论文标题
X-TASNET:稳健而准确的时间域扬声器提取网络
X-TaSNet: Robust and Accurate Time-Domain Speaker Extraction Network
论文作者
论文摘要
基于目标发言人的参考语音,从混合音频中提取目标发言人的语音是一项具有挑战性而强大的技术技术技术。最近对诸如TASNET之类的语音分离的研究,通过在时间域波形上应用深度神经网络,显示出令人鼓舞的结果。当指定目标扬声器时,这种分离神经网络不会直接产生可靠,准确的输出,因为在与缺少扬声器的音频打交道时,扬声器的数量和缺乏稳健性的必要性。在本文中,我们通过引入一种称为X-TASNET的新扬声器语音掩盖方法来打破这些局限性。我们的提案采用了新的策略,包括基于失真的损失和相应的交替培训计划,以更好地解决鲁棒性问题。 X-TASNET显着提高了提取的语音质量,在最先进的语音过滤方法上,输出语音音频的SDRI和SI-SNRI加倍。 X-TASNET还通过将输出音频中的说话者身份的准确性提高到95.4%,从而提高结果的可靠性,从而在不存在目标扬声器时在大多数情况下返回无声音频。
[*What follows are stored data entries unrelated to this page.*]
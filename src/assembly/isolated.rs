//! Identity probe in a disposable child process
//!
//! Each probe starts `<program> <args...> <path>`, expects one JSON
//! [`ProbeOutcome`] on stdout and always reaps the child. A child that
//! outlives the timeout is killed and the file is reported unreadable.

use std::io::Read;
use std::path::{Path, PathBuf};
use std::process::{Child, Command, Stdio};
use std::thread;
use std::time::{Duration, Instant};

use log::{debug, warn};

use super::{IdentityProbe, ProbeOutcome};

pub const DEFAULT_PROBE_TIMEOUT: Duration = Duration::from_secs(10);
const POLL_INTERVAL: Duration = Duration::from_millis(20);

#[derive(Debug, Clone)]
pub struct IsolatedProbe {
    program: PathBuf,
    args: Vec<String>,
    timeout: Duration,
}

impl IsolatedProbe {
    pub fn new(program: impl Into<PathBuf>, args: Vec<String>, timeout: Duration) -> Self {
        Self {
            program: program.into(),
            args,
            timeout,
        }
    }

    /// Probe through the hidden `probe` subcommand of the running executable
    pub fn current_exe(timeout: Duration) -> std::io::Result<Self> {
        Ok(Self::new(std::env::current_exe()?, vec!["probe".to_string()], timeout))
    }

    fn spawn(&self, path: &Path) -> std::io::Result<Child> {
        Command::new(&self.program)
            .args(&self.args)
            .arg(path)
            .stdin(Stdio::null())
            .stdout(Stdio::piped())
            .stderr(Stdio::null())
            .spawn()
    }

    /// Wait for `child` until the timeout; kills it when the time is up
    fn wait(&self, child: &mut Child) -> Result<(), String> {
        let started = Instant::now();
        loop {
            match child.try_wait() {
                Ok(Some(_status)) => return Ok(()),
                Ok(None) if started.elapsed() >= self.timeout => {
                    let _ = child.kill();
                    let _ = child.wait();
                    return Err(format!("probe timed out after {:?}", self.timeout));
                }
                Ok(None) => thread::sleep(POLL_INTERVAL),
                Err(e) => {
                    let _ = child.kill();
                    let _ = child.wait();
                    return Err(format!("failed to wait for probe: {}", e));
                }
            }
        }
    }
}

impl IdentityProbe for IsolatedProbe {
    fn identity_of(&self, path: &Path) -> ProbeOutcome {
        let mut child = match self.spawn(path) {
            Ok(child) => child,
            Err(e) => {
                warn!("Failed to start probe {:?}: {}", self.program, e);
                return ProbeOutcome::Unreadable(format!("failed to start probe: {}", e));
            }
        };
        debug!("Probing {:?} in child process {}", path, child.id());

        if let Err(reason) = self.wait(&mut child) {
            warn!("Probe of {:?} failed: {}", path, reason);
            return ProbeOutcome::Unreadable(reason);
        }

        let mut output = String::new();
        if let Some(mut stdout) = child.stdout.take() {
            if let Err(e) = stdout.read_to_string(&mut output) {
                return ProbeOutcome::Unreadable(format!("failed to read probe output: {}", e));
            }
        }

        serde_json::from_str(output.trim()).unwrap_or_else(|e| {
            ProbeOutcome::Unreadable(format!("unexpected probe output: {}", e))
        })
    }
}

#[cfg(all(test, unix))]
mod tests {
    use super::*;

    fn shell(script: &str, timeout: Duration) -> IsolatedProbe {
        IsolatedProbe::new("sh", vec!["-c".to_string(), script.to_string()], timeout)
    }

    #[test]
    fn test_reads_outcome_from_child() {
        let probe = shell(
            r#"echo '{"identified":{"name":"Foo","version":"1.2.3.4567","culture":null,"public_key_token":null}}'"#,
            DEFAULT_PROBE_TIMEOUT,
        );
        match probe.identity_of(Path::new("lib/Foo.dll")) {
            ProbeOutcome::Identified(identity) => {
                assert_eq!(identity.full_name(), "Foo, Version=1.2.3.4567, Culture=neutral, PublicKeyToken=null")
            }
            other => panic!("expected an identity, got {:?}", other),
        }
    }

    #[test]
    fn test_unreadable_outcome_passes_through() {
        let probe = shell(r#"echo '{"unreadable":"not managed"}'; exit 2"#, DEFAULT_PROBE_TIMEOUT);
        assert_eq!(
            probe.identity_of(Path::new("FakeAssembly.dll")),
            ProbeOutcome::Unreadable("not managed".to_string())
        );
    }

    #[test]
    fn test_hanging_child_is_killed() {
        let probe = shell("sleep 5", Duration::from_millis(200));
        let started = Instant::now();
        match probe.identity_of(Path::new("Slow.dll")) {
            ProbeOutcome::Unreadable(reason) => assert!(reason.contains("timed out"), "{}", reason),
            other => panic!("expected a timeout, got {:?}", other),
        }
        assert!(started.elapsed() < Duration::from_secs(4));
    }

    #[test]
    fn test_garbage_output_is_unreadable() {
        let probe = shell("echo hello", DEFAULT_PROBE_TIMEOUT);
        assert!(matches!(probe.identity_of(Path::new("x.dll")), ProbeOutcome::Unreadable(_)));
    }

    #[test]
    fn test_missing_program_is_unreadable() {
        let probe = IsolatedProbe::new("/nonexistent/projedit-probe", Vec::new(), DEFAULT_PROBE_TIMEOUT);
        assert!(matches!(probe.identity_of(Path::new("x.dll")), ProbeOutcome::Unreadable(_)));
    }
}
这些结果表明,X-TASNET向更实际的说话者提取技术采用了一个坚实的步骤。
Extracting the speech of a target speaker from mixed audios, based on a reference speech from the target speaker, is a challenging yet powerful technology in speech processing. Recent studies of speaker-independent speech separation, such as TasNet, have shown promising results by applying deep neural networks over the time-domain waveform. Such separation neural network does not directly generate reliable and accurate output when target speakers are specified, because of the necessary prior on the number of speakers and the lack of robustness when dealing with audios with absent speakers. In this paper, we break these limitations by introducing a new speaker-aware speech masking method, called X-TaSNet. Our proposal adopts new strategies, including a distortion-based loss and corresponding alternating training scheme, to better address the robustness issue. X-TaSNet significantly enhances the extracted speech quality, doubling SDRi and SI-SNRi of the output speech audio over state-of-the-art voice filtering approach. X-TaSNet also improves the reliability of the results by improving the accuracy of speaker identity in the output audio to 95.4%, such that it returns silent audios in most cases when the target speaker is absent. These results demonstrate X-TaSNet moves one solid step towards more practical applications of speaker extraction technology.